Task item | Please output the data below exactly as given, starting at its first line and stopping after the line that contains "candle per hour.".

Provided data |
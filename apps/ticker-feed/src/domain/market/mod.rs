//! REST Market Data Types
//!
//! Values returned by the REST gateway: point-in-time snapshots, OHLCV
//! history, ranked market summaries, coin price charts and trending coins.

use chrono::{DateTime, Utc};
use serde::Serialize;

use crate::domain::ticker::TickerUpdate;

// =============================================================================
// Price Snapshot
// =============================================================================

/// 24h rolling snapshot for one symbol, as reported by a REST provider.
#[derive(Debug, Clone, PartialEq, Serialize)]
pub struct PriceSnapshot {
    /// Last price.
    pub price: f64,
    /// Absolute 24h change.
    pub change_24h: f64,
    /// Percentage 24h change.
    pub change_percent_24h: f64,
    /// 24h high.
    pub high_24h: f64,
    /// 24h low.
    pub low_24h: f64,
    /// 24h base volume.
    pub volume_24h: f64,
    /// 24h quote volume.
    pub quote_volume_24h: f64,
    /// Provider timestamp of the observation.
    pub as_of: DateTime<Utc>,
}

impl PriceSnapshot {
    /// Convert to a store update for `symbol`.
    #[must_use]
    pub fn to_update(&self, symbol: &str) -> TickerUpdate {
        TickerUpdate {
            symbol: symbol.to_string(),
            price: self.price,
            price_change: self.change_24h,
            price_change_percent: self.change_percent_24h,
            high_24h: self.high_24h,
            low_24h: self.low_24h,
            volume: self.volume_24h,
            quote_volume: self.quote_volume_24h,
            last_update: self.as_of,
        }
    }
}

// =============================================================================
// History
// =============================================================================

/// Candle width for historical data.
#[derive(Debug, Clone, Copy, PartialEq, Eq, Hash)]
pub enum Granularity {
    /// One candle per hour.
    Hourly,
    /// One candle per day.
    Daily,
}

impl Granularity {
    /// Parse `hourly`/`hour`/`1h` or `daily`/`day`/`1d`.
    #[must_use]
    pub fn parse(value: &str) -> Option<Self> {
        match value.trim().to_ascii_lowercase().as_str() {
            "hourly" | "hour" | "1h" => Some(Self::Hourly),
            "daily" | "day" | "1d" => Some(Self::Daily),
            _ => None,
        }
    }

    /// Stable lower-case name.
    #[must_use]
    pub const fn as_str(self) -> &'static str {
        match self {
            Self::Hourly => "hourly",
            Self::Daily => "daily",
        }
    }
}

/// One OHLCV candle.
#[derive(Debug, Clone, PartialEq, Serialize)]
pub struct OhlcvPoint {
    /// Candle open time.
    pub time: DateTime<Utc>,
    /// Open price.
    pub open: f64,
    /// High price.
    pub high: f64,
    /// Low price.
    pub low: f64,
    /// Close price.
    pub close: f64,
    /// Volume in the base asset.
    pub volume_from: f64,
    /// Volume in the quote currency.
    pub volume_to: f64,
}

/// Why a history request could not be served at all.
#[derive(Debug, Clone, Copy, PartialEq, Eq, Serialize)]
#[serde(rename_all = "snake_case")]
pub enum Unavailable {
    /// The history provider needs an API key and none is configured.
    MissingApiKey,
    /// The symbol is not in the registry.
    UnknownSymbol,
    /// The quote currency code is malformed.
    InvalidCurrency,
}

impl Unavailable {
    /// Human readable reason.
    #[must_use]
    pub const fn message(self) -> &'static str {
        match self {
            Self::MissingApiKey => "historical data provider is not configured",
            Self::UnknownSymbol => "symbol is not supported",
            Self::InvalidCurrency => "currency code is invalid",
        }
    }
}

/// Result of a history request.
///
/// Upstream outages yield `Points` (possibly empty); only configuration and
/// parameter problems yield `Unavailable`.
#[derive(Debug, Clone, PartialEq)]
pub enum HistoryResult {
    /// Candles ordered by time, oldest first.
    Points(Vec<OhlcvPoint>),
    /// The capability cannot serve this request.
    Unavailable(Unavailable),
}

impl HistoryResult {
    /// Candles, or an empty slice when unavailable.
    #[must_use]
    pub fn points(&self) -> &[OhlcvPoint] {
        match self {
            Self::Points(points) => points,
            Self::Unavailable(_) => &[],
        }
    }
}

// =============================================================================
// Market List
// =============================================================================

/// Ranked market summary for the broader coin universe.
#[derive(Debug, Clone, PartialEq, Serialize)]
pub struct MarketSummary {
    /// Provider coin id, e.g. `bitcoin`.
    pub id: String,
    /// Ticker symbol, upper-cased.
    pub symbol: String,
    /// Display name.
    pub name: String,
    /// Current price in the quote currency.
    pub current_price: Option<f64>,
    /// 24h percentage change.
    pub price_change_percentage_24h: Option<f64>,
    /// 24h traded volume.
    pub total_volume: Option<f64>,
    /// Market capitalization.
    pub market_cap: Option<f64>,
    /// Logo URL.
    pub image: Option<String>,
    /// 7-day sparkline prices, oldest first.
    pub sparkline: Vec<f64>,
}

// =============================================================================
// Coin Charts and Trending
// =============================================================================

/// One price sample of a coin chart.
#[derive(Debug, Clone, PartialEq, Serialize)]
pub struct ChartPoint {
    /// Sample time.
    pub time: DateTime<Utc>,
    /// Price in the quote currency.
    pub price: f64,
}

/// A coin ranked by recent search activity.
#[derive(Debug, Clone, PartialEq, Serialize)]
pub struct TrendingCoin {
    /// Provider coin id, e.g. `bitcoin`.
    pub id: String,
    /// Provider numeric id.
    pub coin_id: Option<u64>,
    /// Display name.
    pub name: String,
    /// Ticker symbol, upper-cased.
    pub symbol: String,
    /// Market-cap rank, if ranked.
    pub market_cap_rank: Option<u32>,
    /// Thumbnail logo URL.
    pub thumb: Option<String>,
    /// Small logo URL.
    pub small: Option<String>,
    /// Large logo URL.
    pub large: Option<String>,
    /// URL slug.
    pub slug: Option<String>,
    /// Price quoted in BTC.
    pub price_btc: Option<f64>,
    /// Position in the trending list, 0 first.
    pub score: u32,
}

Finished exercise |
filename apps/ticker-feed/src/domain/market/mod.rs
//! REST Market Data Types
//!
//! Values returned by the REST gateway: point-in-time snapshots, OHLCV
//! history, ranked market summaries, coin price charts and trending coins.

use chrono::{DateTime, Utc};
use serde::Serialize;

use crate::domain::ticker::TickerUpdate;

// =============================================================================
// Price Snapshot
// =============================================================================

/// 24h rolling snapshot for one symbol, as reported by a REST provider.
#[derive(Debug, Clone, PartialEq, Serialize)]
pub struct PriceSnapshot {
    /// Last price.
    pub price: f64,
    /// Absolute 24h change.
    pub change_24h: f64,
    /// Percentage 24h change.
    pub change_percent_24h: f64,
    /// 24h high.
    pub high_24h: f64,
    /// 24h low.
    pub low_24h: f64,
    /// 24h base volume.
    pub volume_24h: f64,
    /// 24h quote volume.
    pub quote_volume_24h: f64,
    /// Provider timestamp of the observation.
    pub as_of: DateTime<Utc>,
}

impl PriceSnapshot {
    /// Convert to a store update for `symbol`.
    #[must_use]
    pub fn to_update(&self, symbol: &str) -> TickerUpdate {
        TickerUpdate {
            symbol: symbol.to_string(),
            price: self.price,
            price_change: self.change_24h,
            price_change_percent: self.change_percent_24h,
            high_24h: self.high_24h,
            low_24h: self.low_24h,
            volume: self.volume_24h,
            quote_volume: self.quote_volume_24h,
            last_update: self.as_of,
        }
    }
}

// =============================================================================
// History
// =============================================================================

/// Candle width for historical data.
#[derive(Debug, Clone, Copy, PartialEq, Eq, Hash)]
pub enum Granularity {
    /// One candle per hour.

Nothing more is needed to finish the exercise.